*This post is available as a PDF here. *

# Summary

- Under a simple model of asset prices, expected returns and volatilities can be used to calculate expected maximum drawdowns over a given timeframe.
- However, these expected drawdowns do not line up with the drawdowns investors have experienced. Simple models have underestimated drawdown risk in equities, low volatility equities, and income strategies, and overestimated historical drawdown risk in trend following strategies.
- Incorporating autocorrelation can improve drawdown estimates, resulting in a more transparent assessment of the drawdown risk, which can lead to portfolios that are more closely in line with investor goals and risk tolerances.

Volatility is the most ubiquitous measure of risk. This likely stems from its importance in Modern Portfolio Theory as *the *measure of risk.

Yet, a volatile asset is not necessarily risky in the traditional sense. We have covered this in a number of commentaries, including *Volatiliy and “Crashing Up”* [1] and *Volatility: Good, Bad, or Indifferent*?“[2]

Upside volatility is fine and is often desirable. It’s the downside that hurts.

When analyzing an investment, one option is to break out the downside volatility and use that as a measure of risk (e.g. in Sortino ratios). Another option is to focus on drawdowns, which more closely align with what investors experience emotionally.

In the case of drawdowns, the intuition is that higher volatility implies higher drawdowns. This intuition is correct, but there is an important caveat that may be critical in portfolio construction.

**The Model: A Refresher on Geometric Brownian Motion **

Asset prices are often modeled by a type of random walk: the geometric Brownian motion (GBM), which is a convenient way to simplify calculations (e.g. the Black-Scholes model and many Monte Carlo simulations). However, GBM makes some assumptions about the structure of asset class returns:[3]

- They are log-normally distributed – There is evidence of fat tails in returns, but this is often mitigated by working with monthly, quarterly, or annual data.
- They are identically distributed – The parameters (i.e. expected returns and volatility) are assumed to be constant. In the real world, expected returns morph over time (e.g. as valuations change), and volatility tends to cluster.[4]
- They are independent – This means that one return does not influence the following returns, which we know is not entirely true because mean revision and momentum are evident in many asset classes.

All in all, GBM is a simple model that works in many cases as long as we remember that: “All models are wrong; some models are useful.”

From this model, we can determine the distribution of drawdowns that we would expect given a set of parameters (expected return, volatility, and time frame). From the distribution, we can then calculate the expected maximum drawdown.

**The Relationship Between Volatility and Drawdowns **

In the world of mathematical finance, deriving a deterministic formula can be a wonderful thing.

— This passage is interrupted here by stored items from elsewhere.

use actix_web::{HttpResponse, ResponseError};
use serde_json::json;
use thiserror::Error;

pub type AppResult<T> = Result<T, AppError>;

#[derive(Error, Debug)]
pub enum AppError {
    #[error("Database error: {0}")]
    DatabaseError(#[from] sea_orm::DbErr),

    #[error("Validation error: {0}")]
    ValidationError(String),

    #[error("Auth error: {0}")]
    AuthError(String),

    #[error("Not found: {0}")]
    NotFound(String),

    #[error("Forbidden: {0}")]
    Forbidden(String),

    #[error("Invalid payment reference: {0}")]
    InvalidPaymentReference(String),

    #[error("Payment provider error: {0}")]
    PaymentError(String),

    #[error("Stripe error: {0}")]
    StripeError(#[from] stripe::StripeError),

    #[error("External API error: {0}")]
    ExternalApiError(String),

    #[error("Internal server error: {0}")]
    InternalError(String),

    #[error("JWT error: {0}")]
    JwtError(#[from] jsonwebtoken::errors::Error),

    #[error("HTTP request error: {0}")]
    ReqwestError(#[from] reqwest::Error),

    #[error("JSON serialization/deserialization error: {0}")]
    SerdeJsonError(#[from] serde_json::Error),
}

impl ResponseError for AppError {
    fn error_response(&self) -> HttpResponse {
        let (status_code, error_code, message) = match self {
            AppError::ValidationError(msg) => {
                log::warn!("Validation error: {msg}");
                (
                    actix_web::http::StatusCode::BAD_REQUEST,
                    "VALIDATION_ERROR",
                    msg.clone(),
                )
            }
            AppError::InvalidPaymentReference(msg) => {
                log::warn!("Invalid payment reference: {msg}");
                (
                    actix_web::http::StatusCode::BAD_REQUEST,
                    "INVALID_PAYMENT_REFERENCE",
                    "Invalid payment reference".to_string(),
                )
            }
            AppError::AuthError(msg) => {
                log::warn!("Authentication error: {msg}");
                (
                    actix_web::http::StatusCode::UNAUTHORIZED,
                    "AUTH_ERROR",
                    msg.clone(),
                )
            }
            AppError::JwtError(err) => {
                log::warn!("JWT error: {err}");
                (
                    actix_web::http::StatusCode::UNAUTHORIZED,
                    "AUTH_ERROR",
                    "Invalid token".to_string(),
                )
            }
            AppError::Forbidden(msg) => {
                log::warn!("Forbidden: {msg}");
                (
                    actix_web::http::StatusCode::FORBIDDEN,
                    "FORBIDDEN",
                    msg.clone(),
                )
            }
            AppError::NotFound(msg) => (
                actix_web::http::StatusCode::NOT_FOUND,
                "NOT_FOUND",
                msg.clone(),
            ),
            // Downstream failures surface as a generic 500; detail stays in the log.
            AppError::PaymentError(msg) => {
                log::error!("Payment provider error: {msg}");
                (
                    actix_web::http::StatusCode::INTERNAL_SERVER_ERROR,
                    "PAYMENT_ERROR",
                    "Payment provider error".to_string(),
                )
            }
            AppError::StripeError(err) => {
                log::error!("Stripe error: {err}");
                (
                    actix_web::http::StatusCode::INTERNAL_SERVER_ERROR,
                    "PAYMENT_ERROR",
                    "Payment provider error".to_string(),
                )
            }
            AppError::ExternalApiError(msg) => {
                log::error!("External API error: {msg}");
                (
                    actix_web::http::StatusCode::INTERNAL_SERVER_ERROR,
                    "EXTERNAL_API_ERROR",
                    "External service error".to_string(),
                )
            }
            AppError::DatabaseError(err) => {
                log::error!("Database error: {err}");
                (
                    actix_web::http::StatusCode::INTERNAL_SERVER_ERROR,
                    "DATABASE_ERROR",
                    "Database error".to_string(),
                )
            }
            _ => {
                log::error!("Internal error: {self}");
                (
                    actix_web::http::StatusCode::INTERNAL_SERVER_ERROR,
                    "INTERNAL_ERROR",
                    "Internal server error".to_string(),
                )
            }
        };

        HttpResponse::build(status_code).json(json!({
            "success": false,
            "error": {
                "code": error_code,
                "message": message
            }
        }))
    }
}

But the formula for the distribution of maximum drawdowns given a set of parameters is…complicated.

We could spend a page listing equations full of trigonometric and hyperbolic functions, improper integrals, infinite sums, and numerically solved eigenvalues.[5] Or we could utilize a quick Monte Carlo simulation to show the distribution.

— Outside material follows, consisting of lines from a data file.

use serde::{Deserialize, Serialize};
use std::env;

#[derive(Debug, Clone, Serialize, Deserialize)]
pub struct Config {
    pub server: ServerConfig,
    pub database: DatabaseConfig,
    pub jwt: JwtConfig,
    pub stripe: StripeConfig,
    pub email: EmailConfig,
}

#[derive(Debug, Clone, Serialize, Deserialize)]
pub struct ServerConfig {
    pub host: String,
    pub port: u16,
    #[serde(default = "default_base_url")]
    pub public_base_url: String,
}

fn default_base_url() -> String {
    "http://localhost:8080".to_string()
}

#[derive(Debug, Clone, Serialize, Deserialize)]
pub struct DatabaseConfig {
    pub url: String,
    pub max_connections: u32,
}

#[derive(Debug, Clone, Serialize, Deserialize)]
pub struct JwtConfig {
    pub secret: String,
    pub access_token_expires_in: i64,  // seconds
    pub refresh_token_expires_in: i64, // seconds
}

#[derive(Debug, Clone, Serialize, Deserialize)]
pub struct StripeConfig {
    pub secret_key: String,
}

#[derive(Debug, Clone, Serialize, Deserialize)]
pub struct EmailConfig {
    pub api_key: String,
    pub from: String,
    pub admin_email: String,
    #[serde(default = "default_site_name")]
    pub site_name: String,
}

fn default_site_name() -> String {
    "文库".to_string()
}

impl Config {
    pub fn from_toml() -> anyhow::Result<Self> {
        let config_path = env::var("CONFIG_PATH").unwrap_or_else(|_| "config.toml".to_string());
        use std::io::ErrorKind;

        // 尝试读取配置文件，如果不存在则完全依赖环境变量
        let mut config: Config = match std::fs::read_to_string(&config_path) {
            Ok(config_str) => toml::from_str(&config_str)
                .map_err(|e| anyhow::anyhow!("解析配置文件失败: {e}"))?,
            Err(e) if e.kind() == ErrorKind::NotFound => {
                fn get_env(name: &str) -> Option<String> {
                    env::var(name).ok()
                }
                fn get_env_parse<T: std::str::FromStr>(name: &str, default: T) -> T {
                    env::var(name)
                        .ok()
                        .and_then(|v| v.parse::<T>().ok())
                        .unwrap_or(default)
                }

                // 数据库 URL 在无配置文件时必须提供
                let database_url = get_env("DATABASE_URL").ok_or_else(|| {
                    anyhow::anyhow!("缺少 DATABASE_URL 环境变量，且未找到配置文件 {config_path}")
                })?;

                Config {
                    server: ServerConfig {
                        host: get_env("SERVER_HOST").unwrap_or_else(|| "0.0.0.0".to_string()),
                        port: get_env_parse("SERVER_PORT", 8080u16),
                        public_base_url: get_env("PUBLIC_BASE_URL")
                            .unwrap_or_else(default_base_url),
                    },
                    database: DatabaseConfig {
                        url: database_url,
                        max_connections: get_env_parse("DB_MAX_CONNECTIONS", 10u32),
                    },
                    jwt: JwtConfig {
                        secret: get_env("JWT_SECRET")
                            .unwrap_or_else(|| "change-me-in-production".to_string()),
                        access_token_expires_in: get_env_parse("JWT_ACCESS_EXPIRES_IN", 7200i64),
                        refresh_token_expires_in: get_env_parse(
                            "JWT_REFRESH_EXPIRES_IN",
                            2_592_000i64,
                        ),
                    },
                    stripe: StripeConfig {
                        secret_key: get_env("STRIPE_SECRET_KEY").unwrap_or_default(),
                    },
                    email: EmailConfig {
                        api_key: get_env("RESEND_API_KEY").unwrap_or_default(),
                        from: get_env("EMAIL_FROM").unwrap_or_default(),
                        admin_email: get_env("ADMIN_EMAIL").unwrap_or_default(),
                        site_name: get_env("WEBSITE_NAME").unwrap_or_else(default_site_name),
                    },
                }
            }
            Err(e) => {
                return Err(anyhow::anyhow!("无法读取配置文件 {config_path}: {e}"));
            }
        };

        // 环境变量覆盖（即便文件存在时也覆盖）
        if let Ok(v) = env::var("SERVER_HOST") {
            config.server.host = v;
        }
        if let Ok(v) = env::var("SERVER_PORT")
            && let Ok(p) = v.parse()
        {
            config.server.port = p;
        }
        if let Ok(v) = env::var("PUBLIC_BASE_URL") {
            config.server.public_base_url = v;
        }
        if let Ok(v) = env::var("DATABASE_URL") {
            config.database.url = v;
        }
        if let Ok(v) = env::var("DB_MAX_CONNECTIONS")
            && let Ok(mc) = v.parse()
        {
            config.database.max_connections = mc;
        }
        if let Ok(v) = env::var("JWT_SECRET") {
            config.jwt.secret = v;
        }
        if let Ok(v) = env::var("JWT_ACCESS_EXPIRES_IN")
            && let Ok(n) = v.parse()
        {
            config.jwt.access_token_expires_in = n;
        }
        if let Ok(v) = env::var("JWT_REFRESH_EXPIRES_IN")
            && let Ok(n) = v.parse()
        {
            config.jwt.refresh_token_expires_in = n;
        }
        if let Ok(v) = env::var("STRIPE_SECRET_KEY") {
            config.stripe.secret_key = v;
        }
        if let Ok(v) = env::var("RESEND_API_KEY") {
            config.email.api_key = v;
        }
        if let Ok(v) = env::var("EMAIL_FROM") {
            config.email.from = v;
        }
        if let Ok(v) = env::var("ADMIN_EMAIL") {
            config.email.admin_email = v;
        }
        if let Ok(v) = env::var("WEBSITE_NAME") {
            config.email.site_name = v;
        }

        Ok(config)
    }
}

We will choose the latter.

*Maximum Drawdown Distributions for a Range of Volatility Levels (Expected return = 5%, T = 120 months)*

*Calculations by Newfound Research.*

As volatility increases, the distribution of maximum drawdown gets flattened out, and the expected drawdown increases. As the volatility increases, the ratio of volatility to expected maximum drawdown also increases.

*Expected Maximum Drawdowns for a Range of Volatility Levels (Expected return = 5%, T = 120 months)*

*Calculations by Newfound Research. *

To build on the intuition, we can also look at how drawdowns change for different values of expected return and length of observation timeframe.

*Maximum Drawdown Distributions for a Range of Expected Return Levels (Volatility = 15%, T = 120 months)*

*Calculations by Newfound Research. *

* *

*Maximum Drawdown Distributions for a Range of Timeframes (Expected return = 5%, Volatility = 15%)*

*Calculations by Newfound Research. *

As expected, higher expected returns improve the drawdown profile and larger drawdowns become more likely over longer timeframes.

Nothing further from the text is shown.